//! Minimal FHIR model types
//!
//! Only the slice of FHIR the bridge touches is modelled: search-set and
//! transaction bundles, entry request components for deletes, the
//! `$convert-data` Parameters payload, and NHS-number extraction from
//! Patient resources. Resources themselves stay as raw JSON values.

use crate::domain::NHS_NUMBER_SYSTEM;
use serde::{Deserialize, Serialize};
use serde_json::Value;

/// A FHIR bundle: search results, or a transaction to commit.
#[derive(Debug, Clone, Serialize, Deserialize)]
pub struct Bundle {
    #[serde(rename = "resourceType")]
    pub resource_type: String,

    #[serde(skip_serializing_if = "Option::is_none")]
    pub id: Option<String>,

    #[serde(rename = "type")]
    pub bundle_type: String,

    #[serde(skip_serializing_if = "Option::is_none")]
    pub total: Option<u64>,

    #[serde(default, skip_serializing_if = "Vec::is_empty")]
    pub link: Vec<BundleLink>,

    #[serde(default, skip_serializing_if = "Vec::is_empty")]
    pub entry: Vec<BundleEntry>,
}

/// A pagination or self link on a bundle.
#[derive(Debug, Clone, Serialize, Deserialize)]
pub struct BundleLink {
    pub relation: String,
    pub url: String,
}

/// One bundle entry: a resource, a request directive, or both.
#[derive(Debug, Clone, Serialize, Deserialize)]
pub struct BundleEntry {
    #[serde(rename = "fullUrl", skip_serializing_if = "Option::is_none")]
    pub full_url: Option<String>,

    #[serde(skip_serializing_if = "Option::is_none")]
    pub resource: Option<Value>,

    #[serde(skip_serializing_if = "Option::is_none")]
    pub request: Option<BundleRequest>,
}

/// Transaction request component of a bundle entry.
#[derive(Debug, Clone, Serialize, Deserialize)]
pub struct BundleRequest {
    pub method: String,
    pub url: String,
}

impl Bundle {
    /// The continuation URL for the next page of a search set, if any.
    pub fn next_link(&self) -> Option<&str> {
        self.link
            .iter()
            .find(|link| link.relation == "next")
            .map(|link| link.url.as_str())
    }

    /// Append one DELETE entry per resource ID, after any existing entries.
    pub fn append_delete_entries(&mut self, resource_type: &str, ids: &[String]) {
        for id in ids {
            self.entry.push(BundleEntry {
                full_url: None,
                resource: None,
                request: Some(BundleRequest {
                    method: "DELETE".to_string(),
                    url: format!("{resource_type}/{id}"),
                }),
            });
        }
    }
}

/// Extract a resource's NHS number from its identifier list.
pub fn nhs_number(resource: &Value) -> Option<String> {
    resource
        .get("identifier")?
        .as_array()?
        .iter()
        .find(|identifier| {
            identifier.get("system").and_then(Value::as_str) == Some(NHS_NUMBER_SYSTEM)
        })?
        .get("value")?
        .as_str()
        .map(str::to_string)
}

/// A mapping template deployed on the conversion service.
///
/// The template name is derived from its coordinates, lowercased.
#[derive(Debug, Clone)]
pub struct TemplateInfo {
    pub organisation_code: String,
    pub domain: String,
    pub data_type: String,
    pub resource_type: String,
}

impl TemplateInfo {
    pub fn name(&self) -> String {
        format!(
            "{}_{}_{}_{}",
            self.organisation_code, self.domain, self.data_type, self.resource_type
        )
        .to_lowercase()
    }

    /// Template for PDS MESH patient responses.
    pub fn for_pds_mesh_patient() -> Self {
        Self {
            organisation_code: "x26".to_string(),
            domain: "pds-mesh".to_string(),
            data_type: "json".to_string(),
            resource_type: "patient".to_string(),
        }
    }

    /// Template for NDOP MESH consent responses.
    pub fn for_ndop_mesh_consent() -> Self {
        Self {
            organisation_code: "x26".to_string(),
            domain: "ndop-mesh".to_string(),
            data_type: "json".to_string(),
            resource_type: "consent".to_string(),
        }
    }
}

/// Input to the hub's `$convert-data` operation.
#[derive(Debug, Clone)]
pub struct ConvertDataRequest {
    pub input_data: String,
    pub template: TemplateInfo,
}

/// Build the `$convert-data` Parameters resource.
pub fn convert_data_payload(
    input_data: &str,
    input_data_type: &str,
    template_collection_reference: &str,
    root_template: &str,
) -> Value {
    serde_json::json!({
        "resourceType": "Parameters",
        "parameter": [
            { "name": "inputData", "valueString": input_data },
            { "name": "inputDataType", "valueString": input_data_type },
            { "name": "templateCollectionReference", "valueString": template_collection_reference },
            { "name": "rootTemplate", "valueString": root_template }
        ]
    })
}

=== WHAT NEEDS TO BE DONE ===
Without altering a single word, reproduce the entries above.

=== TASK RESPONSE ===
//! Minimal FHIR model types
//!
//! Only the slice of FHIR the bridge touches is modelled: search-set and
//! transaction bundles, entry request components for deletes, the
//! `$convert-data` Parameters payload, and NHS-number extraction from
//! Patient resources. Resources themselves stay as raw JSON values.

use crate::domain::NHS_NUMBER_SYSTEM;
use serde::{Deserialize, Serialize};
use serde_json::Value;

/// A FHIR bundle: search results, or a transaction to commit.
#[derive(Debug, Clone, Serialize, Deserialize)]
pub struct Bundle {
    #[serde(rename = "resourceType")]
    pub resource_type: String,

    #[serde(skip_serializing_if = "Option::is_none")]
    pub id: Option<String>,

    #[serde(rename = "type")]
    pub bundle_type: String,

    #[serde(skip_serializing_if = "Option::is_none")]
    pub total: Option<u64>,

    #[serde(default, skip_serializing_if = "Vec::is_empty")]
    pub link: Vec<BundleLink>,

    #[serde(default, skip_serializing_if = "Vec::is_empty")]
    pub entry: Vec<BundleEntry>,
}

/// A pagination or self link on a bundle.
#[derive(Debug, Clone, Serialize, Deserialize)]
pub struct BundleLink {
    pub relation: String,
    pub url: String,
}

/// One bundle entry: a resource, a request directive, or both.
#[derive(Debug, Clone, Serialize, Deserialize)]
pub struct BundleEntry {
    #[serde(rename = "fullUrl", skip_serializing_if = "Option::is_none")]
    pub full_url: Option<String>,

    #[serde(skip_serializing_if = "Option::is_none")]
    pub resource: Option<Value>,

    #[serde(skip_serializing_if = "Option::is_none")]
    pub request: Option<BundleRequest>,
}

/// Transaction request component of a bundle entry.
#[derive(Debug, Clone, Serialize, Deserialize)]
pub struct BundleRequest {
    pub method: String,
    pub url: String,
}

impl Bundle {
    /// The continuation URL for the next page of a search set, if any.
    pub fn next_link(&self) -> Option<&str> {
        self.link
            .iter()
            .find(|link| link.relation == "next")
            .map(|link| link.url.as_str())
    }

    /// Append one DELETE entry per resource ID, after any existing entries.
    pub fn append_delete_entries(&mut self, resource_type: &str, ids: &[String]) {
        for id in ids {
            self.entry.push(BundleEntry {
                full_url: None,
                resource: None,
                request: Some(BundleRequest {
                    method: "DELETE".to_string(),
                    url: format!("{resource_type}/{id}"),
                }),
            });
        }
    }
}

/// Extract a resource's NHS number from its identifier list.
pub fn nhs_number(resource: &Value) -> Option<String> {
    resource
        .get("identifier")?
        .as_array()?
        .iter()
        .find(|identifier| {
            identifier.get("system").and_then(Value::as_str) == Some(NHS_NUMBER_SYSTEM)
        })?
        .get("value")?
        .as_str()
        .map(str::to_string)
}

/// A mapping template deployed on the conversion service.
///
/// The template name is derived from its coordinates, lowercased.
#[derive(Debug, Clone)]
pub struct TemplateInfo {
    pub organisation_code: String,
    pub domain: String,
    pub data_type: String,
    pub resource_type: String,
}

impl TemplateInfo {
    pub fn name(&self) -> String {
        format!(
            "{}_{}_{}_{}",
            self.organisation_code, self.domain, self.data_type, self.resource_type
        )
        .to_lowercase()
    }

    /// Template for PDS MESH patient responses.
    pub fn for_pds_mesh_patient() -> Self {
        Self {
            organisation_code: "x26".to_string(),
            domain: "pds-mesh".to_string(),
            data_type: "json".to_string(),
            resource_type: "patient".to_string(),
        }
    }

    /// Template for NDOP MESH consent responses.
    pub fn for_ndop_mesh_consent() -> Self {
        Self {
            organisation_code: "x26".to_string(),
            domain: "ndop-mesh".to_string(),
            data_type: "json".to_string(),
            resource_type: "consent".to_string(),
        }
    }
}

/// Input to the hub's `$convert-data` operation.
#[derive(Debug, Clone)]
pub struct ConvertDataRequest {
    pub input_data: String,
    pub template: TemplateInfo,
}

/// Build the `$convert-data` Parameters resource.
pub fn convert_data_payload(
    input_data: &str,
    input_data_type: &str,
    template_collection_reference: &str,
    root_template: &str,
) -> Value {
    serde_json::json!({
        "resourceType": "Parameters",
        "parameter": [
            { "name": "inputData", "valueString": input_data },
            { "name": "inputDataType", "valueString": input_data_type },
            { "name": "templateCollectionReference", "valueString": template_collection_reference },
            { "name": "rootTemplate", "valueString": root_template }
        ]
    })
}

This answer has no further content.